Now, we are just starting a UKCCSRC funded project that will enable us to break the Catch 22 by demonstrating that MOFs can perform well in real conditions and can be manufactured at scale and in a cost effective and environmentally friendly way. This project will enable us to carry out trials at an actual power station.
The COP26 conference in November this year will inevitably lead to a renewed focus on technologies for reducing CO2 in the atmosphere by Direct Air Capture (DACS) or BECCS. Since it’s in Glasgow, it will bring a spotlight on what is happening in the UK and what projects are showing the most potential for sustainable CCS. This project will be generating new data at just the right time.
The journey to this point was only possible by working at the interface between chemistry and chemical engineering more specifically where materials science meets process engineering.
Chemists at the University were struggling with a novel process to make nano-materials using continuous high pressure water and a collaborative effort resulted in a new type of reactor being developed and patented.
The technology developed at the University of Nottingham was then commercialised through Promethean Particles who initially started at Biocity with a single small reactor system in a fume cupboard and now run the worlds largest multi nano-material plant in the world. Still in Nottingham but at larger facilities near the Jubilee campus.
This progress from bench scale to full scale has taken many years to achieve (so tenacity has been a major factor) and funding from EU and UK sources, collaborating with specialists in many fields, from physicists to clinicians to life cycle modellers.

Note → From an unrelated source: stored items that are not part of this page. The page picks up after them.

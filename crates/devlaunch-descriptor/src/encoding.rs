//! Descriptor character encodings
//!
//! Project descriptors are read as bytes. The encoding comes from a byte
//! order mark, then the XML declaration, and defaults to UTF-8. The
//! synthesized copy is written back in the same encoding so its declaration
//! stays truthful.

use crate::error::EncodingError;
use encoding_rs::{Encoding, UTF_8};
use quick_xml::events::Event;
use quick_xml::Reader;
use std::borrow::Cow;

const UTF_8_BOM: &[u8] = b"\xEF\xBB\xBF";

/// Encoding a descriptor is stored in
#[derive(Debug, Clone, Copy, PartialEq, Eq)]
pub struct DescriptorEncoding {
    encoding: &'static Encoding,
    bom: bool,
}

impl Default for DescriptorEncoding {
    fn default() -> Self {
        Self {
            encoding: UTF_8,
            bom: false,
        }
    }
}

impl DescriptorEncoding {
    /// Detect the encoding of a stored document
    ///
    /// # Errors
    /// Returns [`EncodingError::Unsupported`] if the declared encoding is
    /// unknown or cannot be written back byte for byte (UTF-16 and friends)
    pub fn detect(bytes: &[u8]) -> Result<Self, EncodingError> {
        if let Some((encoding, _)) = Encoding::for_bom(bytes) {
            return Self::writable(encoding, true)
                .ok_or_else(|| EncodingError::Unsupported(encoding.name().to_string()));
        }

        let mut reader = Reader::from_reader(bytes);
        let label = match reader.read_event() {
            Ok(Event::Decl(decl)) => match decl.encoding() {
                Some(Ok(label)) => label.into_owned(),
                _ => return Ok(Self::default()),
            },
            // syntax problems surface from the transform with a position
            _ => return Ok(Self::default()),
        };

        Encoding::for_label(&label)
            .and_then(|encoding| Self::writable(encoding, false))
            .ok_or_else(|| EncodingError::Unsupported(String::from_utf8_lossy(&label).into_owned()))
    }

    fn writable(encoding: &'static Encoding, bom: bool) -> Option<Self> {
        (encoding.output_encoding() == encoding).then_some(Self { encoding, bom })
    }

    /// Canonical encoding name
    #[inline]
    #[must_use]
    pub fn name(&self) -> &'static str {
        self.encoding.name()
    }

    /// Decode a stored document
    ///
    /// # Errors
    /// Returns [`EncodingError::Invalid`] if the bytes are not valid in this encoding
    pub fn decode<'a>(&self, bytes: &'a [u8]) -> Result<Cow<'a, str>, EncodingError> {
        let (text, had_errors) = if self.bom {
            self.encoding.decode_with_bom_removal(bytes)
        } else {
            self.encoding.decode_without_bom_handling(bytes)
        };
        if had_errors {
            return Err(EncodingError::Invalid(self.name()));
        }
        Ok(text)
    }

    /// Encode a document for storage, restoring the byte order mark
    ///
    /// # Errors
    /// Returns [`EncodingError::Unmappable`] if the document has characters
    /// this encoding cannot represent
    pub fn encode(&self, document: &str) -> Result<Vec<u8>, EncodingError> {
        let (bytes, _, unmappable) = self.encoding.encode(document);
        if unmappable {
            return Err(EncodingError::Unmappable(self.name()));
        }
        let mut stored = Vec::with_capacity(bytes.len() + UTF_8_BOM.len());
        if self.bom {
            stored.extend_from_slice(UTF_8_BOM);
        }
        stored.extend_from_slice(&bytes);
        Ok(stored)
    }
}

The materials that we are making for this specific project are relatively new and relatively unknown to the general public and are called metal organic frameworks, which are highly porous materials that can selectively adsorb CO2. We first realised that these materials could be made continuously (and therefore scalably) by working with researchers from the University of Warwick who could make small quantities in batch systems.
I'd recommend collaborating where possible because the outcomes are always greater than the 'sum of the parts'.
My original interests and expertise were in the power industry and therefore it was relatively easy to make connections inside the industry to persuade them of the value of these CO2 adsorbent materials with a view to low cost carbon capture.
The road to initial invention to industrial implementation has been through recruiting and working with talented young researchers with a STEM background.
Overall advice would be to entrepreneurial in the technology space and trust your judgment on what is important and what will make a difference.
We have a real challenge moving forwards with climate change and rising levels of CO2 in the atmosphere. This will take many innovations, most of which are yet to be made. Necessity is the mother of invention.